Sevdiğimizin cep telefonuna, mesajlaşmalarına, gittiği yerlere ve yaptıklarına bekçilik mi yapıyoruz...
Sevgi sağlam ve güvenli bir duruş değil midir oysa?
Güven olmadan bir ilişki var olabilir mi?
Güven olmayan yeri, devamlı bir kontrol ve denetleme iç güdüsü ile, şüpheler, kuruntular, korkular sarmaz mı?
Güvenmeden süren bir ilişkide huzur ve mutluluk nasıl demir atabilir?
Seviyor musun? Karşındaki seni "iyi ve güzel" hissettiriyor mu? O zaman geçmişte başka ilişkilerde ne güvensizlikler yaşamış olursan ol, en güzel şekilde bu sevgiyi yaşamak varken, neden onun bekçiliğini yapasın ki?
Bir şeyler gitmediğinde, yanlış yola saptığında, hissedilenler zaten çok farklı olmaya başlamayacak mıdır?

Aşkın büyüsü

Sevgililik ilişkisi, yaşayabileceğimiz en "büyülü" ilişki!
Kalpten yaşanıp, paylaşılan bir aşk, "muazzam bir şölen"!
Her bir dokunuşu, sarılışı, sözü, bize özel ve tek!
Böylesine muhteşem bir öyküyü,  bir tarafın diğerini kendi kriterleri ışığında  "adam" ettiği bir "iktidar oyununa", güven olmadığında o müthiş sevginin bekçisine dönüştüğümüz bir "nöbete", kendimizi sakladığımızda ise bir var bir yok olduğumuz bir "saklambaca" neden dönüştürelim ki?
 Bu aşkın içinde taşıdığı tüm büyüyü yok etmek değil mi?
Aşktaki "denge"nin üstünü çizip, onun yerine bu farklı farklı oyunların adlarını yazmak değil mi?
Aşkı hiç olmadığı bir şeye dönüştürüp, yavaş yavaş yok etmek değil mi?

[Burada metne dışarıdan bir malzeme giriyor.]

use async_trait::async_trait;
use std::sync::Arc;
use std::time::Duration;
use tokio::time::Instant;
use tokio_util::sync::CancellationToken;
use tokio_util::task::TaskTracker;

use crate::connection::ConnectionHandle;
use crate::error::RelayError;

/// Capability to deliver a reply.
#[async_trait]
pub trait ReplySender: Send + Sync {
    async fn send_reply(&self, to: &str, text: &str) -> Result<(), RelayError>;
}

#[async_trait]
impl ReplySender for ConnectionHandle {
    async fn send_reply(&self, to: &str, text: &str) -> Result<(), RelayError> {
        self.send(to, text).await
    }
}

/// Uniform delay window. Samples fall strictly between `min` and `max`.
#[derive(Debug, Clone, Copy, PartialEq, Eq)]
pub struct DelayWindow {
    min: Duration,
    max: Duration,
}

impl DelayWindow {
    pub fn new(min: Duration, max: Duration) -> Self {
        if max < min {
            Self { min: max, max: min }
        } else {
            Self { min, max }
        }
    }

    pub fn min(&self) -> Duration {
        self.min
    }

    pub fn max(&self) -> Duration {
        self.max
    }

    pub fn sample(&self) -> Duration {
        let span_ms = u64::try_from((self.max - self.min).as_millis()).unwrap_or(u64::MAX);
        let offset_ms = if span_ms < 2 {
            span_ms / 2
        } else {
            1 + rand::random::<u64>() % (span_ms - 1)
        };
        self.min + Duration::from_millis(offset_ms)
    }
}

impl Default for DelayWindow {
    fn default() -> Self {
        Self::new(Duration::from_secs(10), Duration::from_secs(20))
    }
}

#[derive(Debug, Clone, PartialEq, Eq)]
pub struct PendingReply {
    pub target: String,
    pub text: String,
    pub fire_at: Instant,
}

/// Runs each pending reply as its own timer task.
///
/// Replies are never coalesced; two replies to one target both fire in
/// timer order. A reply that fails at fire time is logged and dropped.
#[derive(Clone)]
pub struct ReplyScheduler {
    sender: Arc<dyn ReplySender>,
    tracker: TaskTracker,
    cancel: CancellationToken,
}

impl ReplyScheduler {
    pub fn new(sender: Arc<dyn ReplySender>) -> Self {
        Self {
            sender,
            tracker: TaskTracker::new(),
            cancel: CancellationToken::new(),
        }
    }

    pub fn schedule(&self, reply: PendingReply) {
        let sender = Arc::clone(&self.sender);
        let cancel = self.cancel.clone();
        self.tracker.spawn(async move {
            tokio::select! {
                () = cancel.cancelled() => {
                    tracing::debug!(to = %reply.target, "Scheduled reply cancelled by shutdown");
                }
                () = tokio::time::sleep_until(reply.fire_at) => {
                    match sender.send_reply(&reply.target, &reply.text).await {
                        Ok(()) => tracing::info!(to = %reply.target, "Reply delivered"),
                        Err(e) => tracing::warn!(
                            to = %reply.target,
                            "Dropping reply: {e}"
                        ),
                    }
                }
            }
        });
    }

    pub fn pending(&self) -> usize {
        self.tracker.len()
    }

    /// Cancel timers that have not fired and wait for in-flight sends.
    pub async fn shutdown(&self) {
        self.cancel.cancel();
        self.tracker.close();
        self.tracker.wait().await;
    }
}

#[cfg(test)]
pub(crate) mod testing {
    use super::*;
    use parking_lot::Mutex;

    /// Records delivered replies with the (paused) clock time they fired.
    #[derive(Default)]
    pub struct RecordingSender {
        pub sent: Mutex<Vec<(String, String, Instant)>>,
        pub fail_with: Mutex<Option<RelayError>>,
    }

    #[async_trait]
    impl ReplySender for RecordingSender {
        async fn send_reply(&self, to: &str, text: &str) -> Result<(), RelayError> {
            if let Some(err) = self.fail_with.lock().clone() {
                return Err(err);
            }
            self.sent
                .lock()
                .push((to.to_string(), text.to_string(), Instant::now()));
            Ok(())
        }
    }
}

"Aşkı" hakkıyla yaşamak...
"Aşkı"  hakkıyla yaşamak mı?
Aşkı bir oyun içinde harcamak mı?
Bu karar işte, bize ait...
Aşkın arkasında saklanmak mı?
Aşkı kullanarak iktidarlık kurmak mı? 
Aşkın bekçisi olup nöbetini tutmak mı?
O muhteşem duyguyu, hükmeden kadar boyun eğenin, saklanan kadar onu sobeleyenin, nöbet tutan kadar o nöbeti izleyenin birlikte oynadığı bir oyuna mı dönüştürmek?

Unutmayın!

Aşk öylesine güçlüdür ki, oynadığınız oyundan çıkıp gerçeğe dönmeniz için, "O", sizi hep dürtecektir.
Bazen sevdiğinizin ağzından, bazen başka vesilelerle, hep konuşacaktır sizinle...
Sizin oyunu bırakarak "Gerçeği" yaşayabilmemiz için!
 "Bir Varmış Bir Yokmuş", Onur ve Nehir'in ilişkisini masalsı bir şekilde size yaşatırken, içinizde ilişkiler ve aşk ile ilgili birçok kapılar açtıracak...
Davetlisiniz!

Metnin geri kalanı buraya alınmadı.